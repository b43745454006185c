use serde::Serialize;
use thiserror::Error;

/// Step of the update state machine an error originated from.
#[derive(Debug, Clone, Copy, PartialEq, Eq, Serialize)]
#[serde(rename_all = "lowercase")]
pub enum UpdateStep {
    Scan,
    Backup,
    Download,
    Swap,
    Commit,
    Rollback,
    Registry,
}

impl UpdateStep {
    pub fn as_str(&self) -> &'static str {
        match self {
            UpdateStep::Scan => "scan",
            UpdateStep::Backup => "backup",
            UpdateStep::Download => "download",
            UpdateStep::Swap => "swap",
            UpdateStep::Commit => "commit",
            UpdateStep::Rollback => "rollback",
            UpdateStep::Registry => "registry",
        }
    }
}

impl std::fmt::Display for UpdateStep {
    fn fmt(&self, f: &mut std::fmt::Formatter<'_>) -> std::fmt::Result {
        write!(f, "{}", self.as_str())
    }
}

/// Errors surfaced by the update engine.
///
/// Every variant carries a human readable message so it can be attached to
/// the artifact it concerns and shipped to the UI as-is.
#[derive(Debug, Clone, PartialEq, Error, Serialize)]
#[serde(tag = "kind", rename_all = "camelCase")]
pub enum UpdateError {
    #[error("catalog unavailable: {message}")]
    CatalogUnavailable { message: String },

    #[error("no update available for {name}")]
    NoUpdateAvailable { name: String },

    #[error("file system failure during {step}: {message}")]
    FileSystem { step: UpdateStep, message: String },

    #[error("{file_name} is already installed")]
    AlreadyInstalled { file_name: String },

    #[error("no backup found for {file_name}")]
    BackupNotFound { file_name: String },

    #[error("catalog file name {file_name:?} is not a plain file name")]
    InvalidFileName { file_name: String },

    #[error("{file_name} is not tracked by the registry")]
    NotTracked { file_name: String },

    #[error("profile not found: {id}")]
    ProfileNotFound { id: String },

    #[error("update cancelled")]
    Cancelled,
}

impl UpdateError {
    /// Wrap an internal `anyhow` chain as a file system failure for `step`.
    pub fn fs(step: UpdateStep, err: anyhow::Error) -> Self {
        UpdateError::FileSystem {
            step,
            message: format!("{:#}", err),
        }
    }
}

impl From<CatalogError> for UpdateError {
    fn from(err: CatalogError) -> Self {
        UpdateError::CatalogUnavailable {
            message: err.to_string(),
        }
    }
}

/// Failures reported by a [`crate::catalog::CatalogClient`].
#[derive(Debug, Error)]
pub enum CatalogError {
    #[error("http client error: {0}")]
    Http(#[from] reqwest::Error),

    #[error("catalog returned status {status} for {url}: {body}")]
    Status {
        status: u16,
        url: String,
        body: String,
    },

    #[error("failed to decode catalog response for {context}: {source}")]
    Decode {
        context: String,
        #[source]
        source: serde_json::Error,
    },

    #[error("no version of {catalog_id} is compatible with {game_version}/{loader}")]
    NoCompatibleVersion {
        catalog_id: String,
        game_version: String,
        loader: String,
    },

    #[error("invalid url {url}: {source}")]
    InvalidUrl {
        url: String,
        #[source]
        source: url::ParseError,
    },

    #[error("download ended after {received} of {expected} bytes")]
    IncompleteDownload { received: u64, expected: u64 },

    #[error("{0}")]
    Other(String),
}
use super::events::{UpdateEvent, UpdateListener};
use super::executor::UpdateExecutor;
use crate::error::UpdateError;
use crate::models::{UpdateReport, UpdateResult};
use crate::profile::Profile;
use std::sync::Arc;
use tokio::sync::watch;

/// Cancellation token wrapper.
///
/// Only checked between batch items; a running update always finishes.
#[derive(Clone)]
pub struct CancelToken {
    rx: watch::Receiver<bool>,
}

impl CancelToken {
    pub fn new(rx: watch::Receiver<bool>) -> Self {
        Self { rx }
    }

    /// A token paired with the sender that cancels it.
    pub fn channel() -> (watch::Sender<bool>, Self) {
        let (tx, rx) = watch::channel(false);
        (tx, Self::new(rx))
    }

    /// A token that is never cancelled.
    pub fn never() -> Self {
        Self::channel().1
    }

    pub fn is_cancelled(&self) -> bool {
        *self.rx.borrow()
    }
}

/// Runs the executor over a selection of reports, one at a time.
pub struct BatchCoordinator {
    executor: Arc<UpdateExecutor>,
    listener: Arc<dyn UpdateListener>,
}

impl BatchCoordinator {
    pub fn new(executor: Arc<UpdateExecutor>, listener: Arc<dyn UpdateListener>) -> Self {
        Self { executor, listener }
    }

    /// Update every report in order and return one result per report.
    ///
    /// A failed item never stops the batch. After cancellation the remaining
    /// items are reported as cancelled instead of being dropped.
    pub async fn update_many(
        &self,
        reports: &[UpdateReport],
        profile: &Profile,
        cancel: &CancelToken,
    ) -> Vec<UpdateResult> {
        let total = reports.len();
        let mut results = Vec::with_capacity(total);
        log::info!(
            "[BatchCoordinator] Updating {} mods in profile {}",
            total,
            profile.id
        );

        for (index, report) in reports.iter().enumerate() {
            let name = report.name().to_string();

            if cancel.is_cancelled() {
                log::info!("[BatchCoordinator] Cancelled before {}", name);
                results.push(UpdateResult::Failed {
                    name,
                    error: UpdateError::Cancelled,
                });
                continue;
            }

            self.listener.on_event(UpdateEvent::BatchUpdateProgress {
                current: index + 1,
                total,
                name: name.clone(),
            });

            let result = match self.executor.update(report, profile).await {
                Ok(updated) => UpdateResult::Updated(updated),
                Err(error) => UpdateResult::Failed { name, error },
            };
            results.push(result);
        }

        let succeeded = results.iter().filter(|r| r.is_success()).count();
        log::info!(
            "[BatchCoordinator] Batch finished: {} succeeded, {} failed",
            succeeded,
            total - succeeded
        );
        self.listener.on_event(UpdateEvent::BatchUpdateCompleted {
            results: results.clone(),
        });

        results
    }
}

# # #

» **WHAT NEEDS TO BE DONE**
Return the listing word for word.

» **WORKED SOLUTION**
repository b43745454006185c
use serde::Serialize;
use thiserror::Error;

/// Step of the update state machine an error originated from.
#[derive(Debug, Clone, Copy, PartialEq, Eq, Serialize)]
#[serde(rename_all = "lowercase")]
pub enum UpdateStep {
    Scan,
    Backup,
    Download,
    Swap,
    Commit,
    Rollback,
    Registry,
}

impl UpdateStep {
    pub fn as_str(&self) -> &'static str {
        match self {
            UpdateStep::Scan => "scan",
            UpdateStep::Backup => "backup",
            UpdateStep::Download => "download",
            UpdateStep::Swap => "swap",
            UpdateStep::Commit => "commit",
            UpdateStep::Rollback => "rollback",
            UpdateStep::Registry => "registry",
        }
    }
}

impl std::fmt::Display for UpdateStep {
    fn fmt(&self, f: &mut std::fmt::Formatter<'_>) -> std::fmt::Result {
        write!(f, "{}", self.as_str())
    }
}

/// Errors surfaced by the update engine.
///
/// Every variant carries a human readable message so it can be attached to
/// the artifact it concerns and shipped to the UI as-is.
#[derive(Debug, Clone, PartialEq, Error, Serialize)]
#[serde(tag = "kind", rename_all = "camelCase")]
pub enum UpdateError {
    #[error("catalog unavailable: {message}")]
    CatalogUnavailable { message: String },

    #[error("no update available for {name}")]
    NoUpdateAvailable { name: String },

    #[error("file system failure during {step}: {message}")]
    FileSystem { step: UpdateStep, message: String },

    #[error("{file_name} is already installed")]
    AlreadyInstalled { file_name: String },

    #[error("no backup found for {file_name}")]
    BackupNotFound { file_name: String },

    #[error("catalog file name {file_name:?} is not a plain file name")]
    InvalidFileName { file_name: String },

    #[error("{file_name} is not tracked by the registry")]
    NotTracked { file_name: String },

    #[error("profile not found: {id}")]
    ProfileNotFound { id: String },

    #[error("update cancelled")]
    Cancelled,
}

impl UpdateError {
    /// Wrap an internal `anyhow` chain as a file system failure for `step`.
    pub fn fs(step: UpdateStep, err: anyhow::Error) -> Self {
        UpdateError::FileSystem {
            step,
            message: format!("{:#}", err),
        }
    }
}

impl From<CatalogError> for UpdateError {
    fn from(err: CatalogError) -> Self {
        UpdateError::CatalogUnavailable {
            message: err.to_string(),
        }
    }
}

/// Failures reported by a [`crate::catalog::CatalogClient`].
#[derive(Debug, Error)]
pub enum CatalogError {
    #[error("http client error: {0}")]
    Http(#[from] reqwest::Error),

    #[error("catalog returned status {status} for {url}: {body}")]
    Status {
        status: u16,
        url: String,
        body: String,
    },

    #[error("failed to decode catalog response for {context}: {source}")]
    Decode {
        context: String,
        #[source]
        source: serde_json::Error,
    },

    #[error("no version of {catalog_id} is compatible with {game_version}/{loader}")]
    NoCompatibleVersion {
        catalog_id: String,
        game_version: String,
        loader: String,
    },

    #[error("invalid url {url}: {source}")]
    InvalidUrl {
        url: String,
        #[source]
        source: url::ParseError,
    },

    #[error("download ended after {received} of {expected} bytes")]
    IncompleteDownload { received: u64, expected: u64 },

    #[error("{0}")]
    Other(String),
}
use super::events::{UpdateEvent, UpdateListener};
use super::executor::UpdateExecutor;
use crate::error::UpdateError;
use crate::models::{UpdateReport, UpdateResult};
use crate::profile::Profile;
use std::sync::Arc;
use tokio::sync::watch;

/// Cancellation token wrapper.
///
/// Only checked between batch items; a running update always finishes.
#[derive(Clone)]
pub struct CancelToken {
    rx: watch::Receiver<bool>,
}

impl CancelToken {
    pub fn new(rx: watch::Receiver<bool>) -> Self {
        Self { rx }
    }

    /// A token paired with the sender that cancels it.
    pub fn channel() -> (watch::Sender<bool>, Self) {
        let (tx, rx) = watch::channel(false);
        (tx, Self::new(rx))
    }

    /// A token that is never cancelled.
    pub fn never() -> Self {
        Self::channel().1
    }

    pub fn is_cancelled(&self) -> bool {
        *self.rx.borrow()
    }
}

/// Runs the executor over a selection of reports, one at a time.
pub struct BatchCoordinator {
    executor: Arc<UpdateExecutor>,
    listener: Arc<dyn UpdateListener>,
}

impl BatchCoordinator {
    pub fn new(executor: Arc<UpdateExecutor>, listener: Arc<dyn UpdateListener>) -> Self {
        Self { executor, listener }
    }

    /// Update every report in order and return one result per report.
    ///
    /// A failed item never stops the batch. After cancellation the remaining
    /// items are reported as cancelled instead of being dropped.
    pub async fn update_many(
        &self,
        reports: &[UpdateReport],
        profile: &Profile,
        cancel: &CancelToken,
    ) -> Vec<UpdateResult> {
        let total = reports.len();
        let mut results = Vec::with_capacity(total);
        log::info!(
            "[BatchCoordinator] Updating {} mods in profile {}",
            total,
            profile.id
        );

        for (index, report) in reports.iter().enumerate() {
            let name = report.name().to_string();

            if cancel.is_cancelled() {
                log::info!("[BatchCoordinator] Cancelled before {}", name);
                results.push(UpdateResult::Failed {
                    name,
                    error: UpdateError::Cancelled,
                });
                continue;
            }

            self.listener.on_event(UpdateEvent::BatchUpdateProgress {
                current: index + 1,
                total,
                name: name.clone(),
            });

            let result = match self.executor.update(report, profile).await {
                Ok(updated) => UpdateResult::Updated(updated),
                Err(error) => UpdateResult::Failed { name, error },
            };
            results.push(result);
        }

        let succeeded = results.iter().filter(|r| r.is_success()).count();
        log::info!(
            "[BatchCoordinator] Batch finished: {} succeeded, {} failed",
            succeeded,
            total - succeeded
        );
        self.listener.on_event(UpdateEvent::BatchUpdateCompleted {
            results: results.clone(),
        });

        results
    }
}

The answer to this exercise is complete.